Their welfare must be the top priority. Many family members and guardians argue passionately that their loved ones aren’t equipped to live outside the developmental centers.

“Our hearts are broken,” Kathleen Miller, president of Sonoma’s Parent Hospital Association, said Thursday after Brown release his May budget revision, which calls for closure of the Sonoma Developmental Center by 2018 and the others by 2021.

“There’s a moral issue here,” the Rev. Tom Chesterman, whose son lives at the Sonoma center, told The Press Democrat Editorial Board recently, adding that a society is judged by how it treats the most vulnerable people.

That must guide the discussions about the developmental centers, not any arbitrary date or budget target. The state took a full five years to plan and execute the most recent developmental center closure, and Brown’s plan includes six years for of the remaining centers. Why just three for the Sonoma center?

Patient welfare is most important, and legislators should listen carefully to family members and caregivers. Other issues also warrant careful consideration. The Sonoma Developmental Center is the largest employer in the Sonoma Valley, and its closure would have a significant impact on the region. The center itself is an important resource, a 1,000-acre campus with more than 140 buildings in the heart of a scenic watershed and wildlife corridor.
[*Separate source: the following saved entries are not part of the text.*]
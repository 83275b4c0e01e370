mod common;

use std::fs;
use std::path::Path;

use common::{tok, tokens_tsv, words, TABLE_CSV};
use phonosim::{run, FeaturePolicy, RunConfig, REPORT_HEADERS};
use tempfile::TempDir;

fn write(dir: &Path, name: &str, content: &str) -> String {
    let path = dir.join(name);
    fs::write(&path, content).expect("write fixture");
    path.display().to_string()
}

fn run_config(dir: &Path, queries: Option<&str>, extra: &str) -> RunConfig {
    let table = write(dir, "features.csv", TABLE_CSV);
    let tokens = write(dir, "words.tsv", &tokens_tsv(&words()));
    let queries = queries
        .map(|q| format!("  queries: {}\n", write(dir, "queries.tsv", q)))
        .unwrap_or_default();
    let yaml = format!(
        "version: \"1.0\"\n\
         features:\n  table: {table}\n  first_feature_column: 2\n\
         simhash:\n  hash_bits: 64\n  seed: 42\n\
         input:\n  tokens: {tokens}\n{queries}{extra}"
    );
    let path = write(dir, "run.yaml", &yaml);
    RunConfig::from_file(path).expect("valid run config")
}

#[test]
fn run_from_files_compares_all_tokens() {
    let dir = TempDir::new().expect("tempdir");
    let cfg = run_config(dir.path(), None, "");
    assert_eq!(cfg.features.on_missing, FeaturePolicy::Abort);

    let report = run(&cfg).expect("run");
    let n = words().len();
    assert_eq!(report.records.len(), n * (n - 1) / 2);
    assert_eq!(report.total_bits, 64 * 4 * 3);
    assert!(report.skipped.is_empty());

    let mut out = Vec::new();
    report
        .write_tsv(&mut out, cfg.output.precision)
        .expect("write report");
    let text = String::from_utf8(out).expect("utf-8");
    let mut lines = text.lines();
    assert_eq!(lines.next(), Some(REPORT_HEADERS.join("\t").as_str()));
    assert_eq!(
        lines.next(),
        Some("(eng) bat /b æ t/\t(eng) batt /b æ t/\t0\t1.0")
    );
    assert_eq!(lines.count(), n * (n - 1) / 2 - 1);
}

#[test]
fn run_with_queries_only_reports_query_pairs() {
    let dir = TempDir::new().expect("tempdir");
    let queries = tokens_tsv(&[tok("eng", "bad", "b æ d"), tok("eng", "tan", "t æ n")]);
    let cfg = run_config(dir.path(), Some(&queries), "");
    let report = run(&cfg).expect("run");

    let is_query = |g: &str| g == "bad" || g == "tan";
    assert!(!report.records.is_empty());
    assert!(report
        .records
        .iter()
        .all(|r| is_query(&r.a.graphemes) || is_query(&r.b.graphemes)));
    // Exhaustive at full parameters: every query against every other token.
    let n = words().len() + 2;
    assert_eq!(report.records.len(), n * (n - 1) / 2 - words().len() * (words().len() - 1) / 2);
}

#[test]
fn run_honours_skip_policy_and_candidate_settings() {
    let dir = TempDir::new().expect("tempdir");
    let mut tokens = words();
    tokens.push(tok("eng", "thin", "θ ɪ n"));
    let mut cfg = run_config(
        dir.path(),
        None,
        "candidates:\n  window: 2\n  bands: 8\n  use_parallel: true\n",
    );
    let tokens_path = write(dir.path(), "words_unresolved.tsv", &tokens_tsv(&tokens));
    cfg.features.on_missing = FeaturePolicy::SkipToken;
    cfg.input.tokens = tokens_path.into();

    let report = run(&cfg).expect("run");
    assert_eq!(report.skipped.len(), 1);
    assert_eq!(report.skipped[0].token.graphemes, "thin");
    // Adjacent entries in each of 8 bands at most.
    let n = words().len();
    assert!(report.records.len() <= 8 * (n - 1));
    assert!(!report.records.is_empty());
}

#[test]
fn run_reports_missing_table() {
    let dir = TempDir::new().expect("tempdir");
    let mut cfg = run_config(dir.path(), None, "");
    cfg.features.table = dir.path().join("absent.csv");
    let err = run(&cfg).unwrap_err();
    assert!(matches!(err, phonosim::PipelineError::Feature(phonosim::FeatureError::Table(_))));
}

#[test]
fn feature_profile_labels_feature_rows() {
    let table = common::table();
    let token = tok("eng", "bat", "b æ t");
    let profile =
        phonosim::feature_profile(&token, &table, table.feature_names()).expect("profile");
    assert_eq!(profile.len(), table.feature_names().len());
    assert_eq!(profile[0].0, "syllabic");
    assert_eq!(profile[0].1, ["-", "+", "-"]);
    assert_eq!(profile[2].0, "voice");
    assert_eq!(profile[2].1, ["+", "+", "-"]);
}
A community coalition formed to plan a future for the property held its first meeting this month in nearby Sonoma, attracting more than 200 people. Among the ideas offered at the session is combining a scaled-back developmental center with other services, such as specialized medical care or junior college classes, available to the community at large. More “Transform SDC” sessions are planned, but a hasty closure order could undermine the process, denying the Sonoma Valley, as well as developmental center residents’ families, a voice in the future of a venerable institution.

If the centers are destined to close, it needs to be done right, not just done fast.